The parties disagree about the appropriate characterization of the issue. Moorehead contends that the issue is legitimacy, and that Texas courts would look to the law of California, as the jurisdiction where the parties resided when the events giving rise to Jibri's claim occurred, to determine legitimacy. The Secretary contends that the sole question is whether Sec. 42(b) is satisfied.
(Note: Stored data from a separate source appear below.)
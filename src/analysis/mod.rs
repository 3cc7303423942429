pub mod averager;
pub mod champion_stats;
pub mod fight;
pub mod indices;
pub mod percent_diff;
pub mod pipeline;
pub mod role;
// Role report: baselines per champion, then each player's deviation from them.

use super::averager::{average_across, champion_averages, mean, AVG_OF_STATS};
use super::champion_stats::{compute_baseline, compute_for_player, ChampionStatMap, StatSpec};
use super::fight::{add_fight_metric, default_fight_stats, DEFAULT_FIGHT_KEY};
use super::percent_diff::percent_diff_in_place;
use super::role::{filter_role, RoleSelection};
use crate::config::Config;
use crate::data::Dataset;
use crate::error::MetricsError;
use chrono::{DateTime, Utc};
use serde::Serialize;
use std::collections::BTreeMap;
use tracing::{debug, info};

#[derive(Debug, Clone)]
pub struct ReportOptions {
    pub role: RoleSelection,
    pub stat_spec: StatSpec,
    pub fight_stats: Vec<String>,
    pub fight_key: String,
    pub outcome_col: String,
    pub game_col: Option<String>,
}

impl ReportOptions {
    pub fn new(role: RoleSelection, config: &Config) -> Self {
        ReportOptions {
            role,
            stat_spec: StatSpec::standard(),
            fight_stats: default_fight_stats(),
            fight_key: DEFAULT_FIGHT_KEY.to_string(),
            outcome_col: config.outcome_col.clone(),
            game_col: config.game_col.clone(),
        }
    }

    /// Stats averaged per player: the stat set's names, then the fight key.
    pub fn stat_names(&self) -> Vec<String> {
        let mut names = self.stat_spec.stat_names();
        if !names.contains(&self.fight_key) {
            names.push(self.fight_key.clone());
        }
        names
    }
}

/// How far one player sits from the role's baseline, in percent.
#[derive(Debug, Clone, PartialEq, Serialize)]
pub struct PlayerSummary {
    pub player: String,
    /// Per stat, averaged over the champions the player was compared on.
    pub stat_averages: BTreeMap<String, f64>,
    /// Per champion, averaged over that champion's stats.
    pub champion_averages: BTreeMap<String, f64>,
    /// Mean of the per-champion averages.
    pub overall: Option<f64>,
    pub champions_compared: usize,
}

impl PlayerSummary {
    pub fn from_diff(player: &str, diff: &ChampionStatMap, stat_names: &[String]) -> Self {
        let champion_averages: BTreeMap<String, f64> = champion_averages(diff)
            .iter()
            .filter_map(|entry| entry.get(AVG_OF_STATS).map(|v| (entry.champion.clone(), v)))
            .collect();
        let overall = mean(&champion_averages.values().copied().collect::<Vec<_>>());

        PlayerSummary {
            player: player.to_string(),
            stat_averages: average_across(diff, stat_names),
            champions_compared: champion_averages.len(),
            champion_averages,
            overall,
        }
    }
}

#[derive(Debug, Clone, Serialize)]
pub struct RoleReport {
    pub role: String,
    pub generated_at: DateTime<Utc>,
    pub records: usize,
    pub stat_names: Vec<String>,
    pub baseline: ChampionStatMap,
    pub players: Vec<PlayerSummary>,
}

impl RoleReport {
    pub fn build(dataset: &Dataset, options: &ReportOptions) -> Result<Self, MetricsError> {
        Self::build_with(dataset, options, |_| {})
    }

    /// Builds the report, calling `on_player` after each player is summarised.
    pub fn build_with<F>(
        dataset: &Dataset,
        options: &ReportOptions,
        mut on_player: F,
    ) -> Result<Self, MetricsError>
    where
        F: FnMut(&PlayerSummary),
    {
        if let Some(game_col) = &options.game_col {
            dataset.check_game_blocks(game_col)?;
        }

        let filtered = filter_role(dataset, options.role);
        let champions = filtered.champions();
        info!(
            "Role {}: {} records, {} champions",
            options.role,
            filtered.len(),
            champions.len()
        );

        let mut baseline =
            compute_baseline(&filtered, &champions, &options.outcome_col, &options.stat_spec)?;
        add_fight_metric(&mut baseline, &options.fight_stats, &options.fight_key);
        info!("Baseline covers {} champions", baseline.len());

        let stat_names = options.stat_names();
        let mut players = Vec::new();
        for player in filtered.players() {
            let mut actual = compute_for_player(
                &filtered,
                &player,
                &champions,
                &options.outcome_col,
                &options.stat_spec,
            )?;
            add_fight_metric(&mut actual, &options.fight_stats, &options.fight_key);
            percent_diff_in_place(&mut actual, &baseline)?;

            let summary = PlayerSummary::from_diff(&player, &actual, &stat_names);
            debug!(
                "player {} compared on {} champions",
                summary.player, summary.champions_compared
            );
            on_player(&summary);
            players.push(summary);
        }

        Ok(RoleReport {
            role: options.role.to_string(),
            generated_at: Utc::now(),
            records: filtered.len(),
            stat_names,
            baseline,
            players,
        })
    }

    pub fn player(&self, name: &str) -> Option<&PlayerSummary> {
        let upper = name.to_uppercase();
        self.players.iter().find(|p| p.player == upper)
    }

    /// Players with an overall score, best first. NaN scores sort last.
    pub fn ranked(&self) -> Vec<&PlayerSummary> {
        let mut ranked: Vec<(&PlayerSummary, f64)> = self
            .players
            .iter()
            .filter_map(|p| p.overall.map(|overall| (p, overall)))
            .collect();
        ranked.sort_by(|(_, a), (_, b)| a.is_nan().cmp(&b.is_nan()).then_with(|| b.total_cmp(a)));
        ranked.into_iter().map(|(p, _)| p).collect()
    }
}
Plaintiff relies on Wickware v. Session, 538 S.W.2d 466 (Tex.Civ.App.1976, writ ref'd n.r.e.), which allowed a child to inherit pursuant to a finding of legitimation under California Probate Code Sec. 255 (West Supp.App.1986). Wickware was based on the California court's finding that the children were "duly acknowledged ... i.e. that they had been legitimated pursuant to California law" without further inquiry into the method of acknowledgment. Id. at 469 (emphasis in original). The Texas court allowed the children to inherit under Sec. 38, saying

Whether a person must be legitimate in order to inherit an interest in land upon intestacy is determined by the law of the situs.... Whether a person is legitimate is determined by the law of the state with the most significant relationship with that person.... This is usually the state where the child or parent was domiciled at the time of the act creating the status of legitimacy.
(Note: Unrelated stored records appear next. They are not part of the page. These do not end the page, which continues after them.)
//! Library crate for player-scores-back, exposing modules for binaries and integration tests.

pub mod config;
pub mod dao;
mod dto;
mod error;
pub mod middleware;
pub mod routes;
pub mod services;
pub mod state;
/// Table used when no override is configured.
pub const DEFAULT_TABLE_NAME: &str = "Players";

/// Runtime configuration describing how to reach the DynamoDB players table.
///
/// Credentials are not part of the configuration: they come from the default
/// AWS provider chain (environment, profile, instance metadata).
#[derive(Debug, Clone, PartialEq, Eq)]
pub struct DynamoConfig {
    /// Players table, created when missing.
    pub table_name: String,
    /// Region override.
    pub region: Option<String>,
    /// Endpoint override, for DynamoDB Local.
    pub endpoint_url: Option<String>,
}

impl DynamoConfig {
    /// Construct a configuration for the given table.
    pub fn new(table_name: impl Into<String>) -> Self {
        Self {
            table_name: table_name.into(),
            region: None,
            endpoint_url: None,
        }
    }

    /// Pin the AWS region instead of relying on the provider chain.
    pub fn with_region(mut self, region: impl Into<String>) -> Self {
        self.region = Some(region.into());
        self
    }

    /// Point the client at a non-AWS endpoint, such as DynamoDB Local.
    pub fn with_endpoint_url(mut self, endpoint_url: impl Into<String>) -> Self {
        self.endpoint_url = Some(endpoint_url.into());
        self
    }
}

impl Default for DynamoConfig {
    fn default() -> Self {
        Self::new(DEFAULT_TABLE_NAME)
    }
}
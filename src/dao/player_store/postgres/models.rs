use sqlx::FromRow;
use time::OffsetDateTime;

use crate::dao::models::PlayerEntity;

pub const PLAYERS_TABLE: &str = "players";

/// Row shape returned by every player query.
#[derive(Debug, FromRow)]
pub struct PlayerRow {
    pub username: String,
    pub score: f64,
    pub created_at: OffsetDateTime,
    pub updated_at: OffsetDateTime,
}

impl From<PlayerRow> for PlayerEntity {
    fn from(row: PlayerRow) -> Self {
        Self {
            username: row.username,
            score: row.score,
            created_at: row.created_at,
            updated_at: row.updated_at,
        }
    }
}
//! Business operations invoked by the route handlers.

/// OpenAPI documentation generation.
pub mod documentation;
/// Health check service.
pub mod health_service;
/// Player upsert, lookup and listing.
pub mod player_service;
use serde::Serialize;
use time::OffsetDateTime;
use utoipa::ToSchema;

use crate::config::Environment;

/// Result of the storage backend health check.
#[derive(Debug, Clone, Copy, PartialEq, Eq, Serialize, ToSchema)]
#[serde(rename_all = "lowercase")]
pub enum StorageStatus {
    Ok,
    Degraded,
}

/// Health payload returned by the `/health` route.
#[derive(Debug, Serialize, ToSchema)]
pub struct HealthResponse {
    pub success: bool,
    pub message: String,
    #[serde(with = "time::serde::rfc3339")]
    #[schema(value_type = String, format = DateTime)]
    pub timestamp: OffsetDateTime,
    /// Deployment environment ("development" or "production").
    pub environment: String,
    /// Server version.
    pub version: String,
    /// Storage status ("ok" or "degraded").
    pub storage: StorageStatus,
}

impl HealthResponse {
    /// Create a health response for the given environment and storage status.
    pub fn new(environment: Environment, storage: StorageStatus, timestamp: OffsetDateTime) -> Self {
        Self {
            success: true,
            message: "Server is running".to_string(),
            timestamp,
            environment: environment.to_string(),
            version: env!("CARGO_PKG_VERSION").to_string(),
            storage,
        }
    }
}
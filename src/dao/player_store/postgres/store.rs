use futures::future::BoxFuture;
use sqlx::{PgPool, postgres::PgPoolOptions};
use time::OffsetDateTime;

use super::{
    config::PostgresConfig,
    error::{PostgresDaoError, PostgresResult},
    models::{PLAYERS_TABLE, PlayerRow},
};
use crate::{
    dao::{models::PlayerEntity, player_store::PlayerStore, storage::StorageResult},
    state::player::{Score, Username},
};

const CREATE_TABLE: &str = r#"
CREATE TABLE IF NOT EXISTS players (
    username    VARCHAR(50) PRIMARY KEY,
    score       DOUBLE PRECISION NOT NULL CHECK (score >= 0),
    created_at  TIMESTAMPTZ NOT NULL,
    updated_at  TIMESTAMPTZ NOT NULL
)"#;

const CREATE_SCORE_INDEX: &str =
    "CREATE INDEX IF NOT EXISTS players_score_idx ON players (score DESC, username ASC)";

// `created_at` is only written by the INSERT branch, so a conflicting row keeps it.
const UPSERT_PLAYER: &str = r#"
INSERT INTO players (username, score, created_at, updated_at)
VALUES ($1, $2, $3, $3)
ON CONFLICT (username) DO UPDATE
SET score = EXCLUDED.score, updated_at = EXCLUDED.updated_at
RETURNING username, score, created_at, updated_at"#;

const FIND_PLAYER: &str =
    "SELECT username, score, created_at, updated_at FROM players WHERE username = $1";

const LIST_TOP_PLAYERS: &str = r#"
SELECT username, score, created_at, updated_at
FROM players
ORDER BY score DESC, username ASC
LIMIT $1"#;

/// [`PlayerStore`] backed by a pooled PostgreSQL connection.
#[derive(Clone)]
pub struct PostgresPlayerStore {
    pool: PgPool,
}

impl PostgresPlayerStore {
    /// Open the connection pool and create the players table when missing.
    pub async fn connect(config: PostgresConfig) -> PostgresResult<Self> {
        let pool = PgPoolOptions::new()
            .max_connections(config.max_connections)
            .acquire_timeout(config.acquire_timeout)
            .idle_timeout(config.idle_timeout)
            .connect(&config.url)
            .await
            .map_err(|source| PostgresDaoError::Connect { source })?;

        let store = Self { pool };
        store.ensure_schema().await?;
        Ok(store)
    }

    async fn ensure_schema(&self) -> PostgresResult<()> {
        for statement in [CREATE_TABLE, CREATE_SCORE_INDEX] {
            sqlx::query(statement)
                .execute(&self.pool)
                .await
                .map_err(|source| PostgresDaoError::EnsureSchema {
                    table: PLAYERS_TABLE,
                    source,
                })?;
        }
        Ok(())
    }

    async fn upsert_player(
        &self,
        username: Username,
        score: Score,
        now: OffsetDateTime,
    ) -> PostgresResult<PlayerEntity> {
        let row: PlayerRow = sqlx::query_as(UPSERT_PLAYER)
            .bind(username.as_str())
            .bind(score.value())
            .bind(now)
            .fetch_one(&self.pool)
            .await
            .map_err(|source| PostgresDaoError::UpsertPlayer {
                username: username.to_string(),
                source,
            })?;
        Ok(row.into())
    }

    async fn find_player(&self, username: Username) -> PostgresResult<Option<PlayerEntity>> {
        let row: Option<PlayerRow> = sqlx::query_as(FIND_PLAYER)
            .bind(username.as_str())
            .fetch_optional(&self.pool)
            .await
            .map_err(|source| PostgresDaoError::LoadPlayer {
                username: username.to_string(),
                source,
            })?;
        Ok(row.map(Into::into))
    }

    async fn list_top_players(&self, limit: u32) -> PostgresResult<Vec<PlayerEntity>> {
        let rows: Vec<PlayerRow> = sqlx::query_as(LIST_TOP_PLAYERS)
            .bind(i64::from(limit))
            .fetch_all(&self.pool)
            .await
            .map_err(|source| PostgresDaoError::ListPlayers { source })?;
        Ok(rows.into_iter().map(Into::into).collect())
    }

    async fn ping(&self) -> PostgresResult<()> {
        sqlx::query("SELECT 1")
            .execute(&self.pool)
            .await
            .map_err(|source| PostgresDaoError::HealthCheck { source })?;
        Ok(())
    }
}

impl PlayerStore for PostgresPlayerStore {
    fn upsert_player(
        &self,
        username: Username,
        score: Score,
        now: OffsetDateTime,
    ) -> BoxFuture<'static, StorageResult<PlayerEntity>> {
        let store = self.clone();
        Box::pin(async move {
            store
                .upsert_player(username, score, now)
                .await
                .map_err(Into::into)
        })
    }

    fn find_player(
        &self,
        username: Username,
    ) -> BoxFuture<'static, StorageResult<Option<PlayerEntity>>> {
        let store = self.clone();
        Box::pin(async move { store.find_player(username).await.map_err(Into::into) })
    }

    fn list_top_players(&self, limit: u32) -> BoxFuture<'static, StorageResult<Vec<PlayerEntity>>> {
        let store = self.clone();
        Box::pin(async move { store.list_top_players(limit).await.map_err(Into::into) })
    }

    fn health_check(&self) -> BoxFuture<'static, StorageResult<()>> {
        let store = self.clone();
        Box::pin(async move { store.ping().await.map_err(Into::into) })
    }
}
Wickware v. Session, 538 S.W.2d at 470 (citing Texas cases and the Restatement (Second) of Conflicts of Laws). 2

The Secretary contends that Texas Probate Code Sec. 42(b) provides the sole means for the legitimation of a child in Texas, and that Jibri cannot be Calvin's child because he has not satisfied the provisions of Texas law. The Secretary believes that legitimacy is irrelevant because Texas Probate Code Sec. 42(b) speaks only in terms of specific methods for finding legitimacy, not legitimacy generally. He argues that the Wickware decision rested solely on the prior California judicial determination of legitimacy, which brought the case within the second clause of Sec. 42(b), providing for legitimation through a court decree.
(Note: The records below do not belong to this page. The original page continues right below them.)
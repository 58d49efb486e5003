use std::{fmt, time::Duration};

pub const DEFAULT_MAX_CONNECTIONS: u32 = 20;
pub const DEFAULT_ACQUIRE_TIMEOUT: Duration = Duration::from_secs(2);
pub const DEFAULT_IDLE_TIMEOUT: Duration = Duration::from_secs(30);

/// Runtime configuration describing how to connect to PostgreSQL.
#[derive(Clone, PartialEq, Eq)]
pub struct PostgresConfig {
    /// Connection URL, credentials included.
    pub url: String,
    /// Pool size.
    pub max_connections: u32,
    /// How long a query waits for a free connection.
    pub acquire_timeout: Duration,
    /// Idle connections are closed after this long.
    pub idle_timeout: Duration,
}

impl PostgresConfig {
    /// Construct a configuration with the default pool settings.
    pub fn new(url: impl Into<String>) -> Self {
        Self {
            url: url.into(),
            max_connections: DEFAULT_MAX_CONNECTIONS,
            acquire_timeout: DEFAULT_ACQUIRE_TIMEOUT,
            idle_timeout: DEFAULT_IDLE_TIMEOUT,
        }
    }

    /// Override the pool size.
    pub fn with_max_connections(mut self, max_connections: u32) -> Self {
        self.max_connections = max_connections;
        self
    }
}

// The URL usually embeds the password.
impl fmt::Debug for PostgresConfig {
    fn fmt(&self, f: &mut fmt::Formatter<'_>) -> fmt::Result {
        f.debug_struct("PostgresConfig")
            .field("url", &"<redacted>")
            .field("max_connections", &self.max_connections)
            .field("acquire_timeout", &self.acquire_timeout)
            .field("idle_timeout", &self.idle_timeout)
            .finish()
    }
}

#[cfg(test)]
mod tests {
    use super::*;

    #[test]
    fn debug_output_hides_the_url() {
        let config = PostgresConfig::new("postgres://scores:hunter2@db/scores");
        let rendered = format!("{config:?}");
        assert!(!rendered.contains("hunter2"));
        assert!(rendered.contains("max_connections: 20"));
    }
}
This misreads Wickware. As the phrase "legitimated pursuant to California law," quoted above, suggests, Wickware was concerned with the foreign rules for determining legitimacy, not Sec. 42(b). The Wickware court did not merely refer to the judgment; it held that "the law of California determines the status of [the children]." 538 S.W.2d at 470. It relied on the California court decision only to preclude litigation over what those rules meant. Moreover, Wickware does not even cite Sec. 42(b), making the Secretary's argument that Wickware...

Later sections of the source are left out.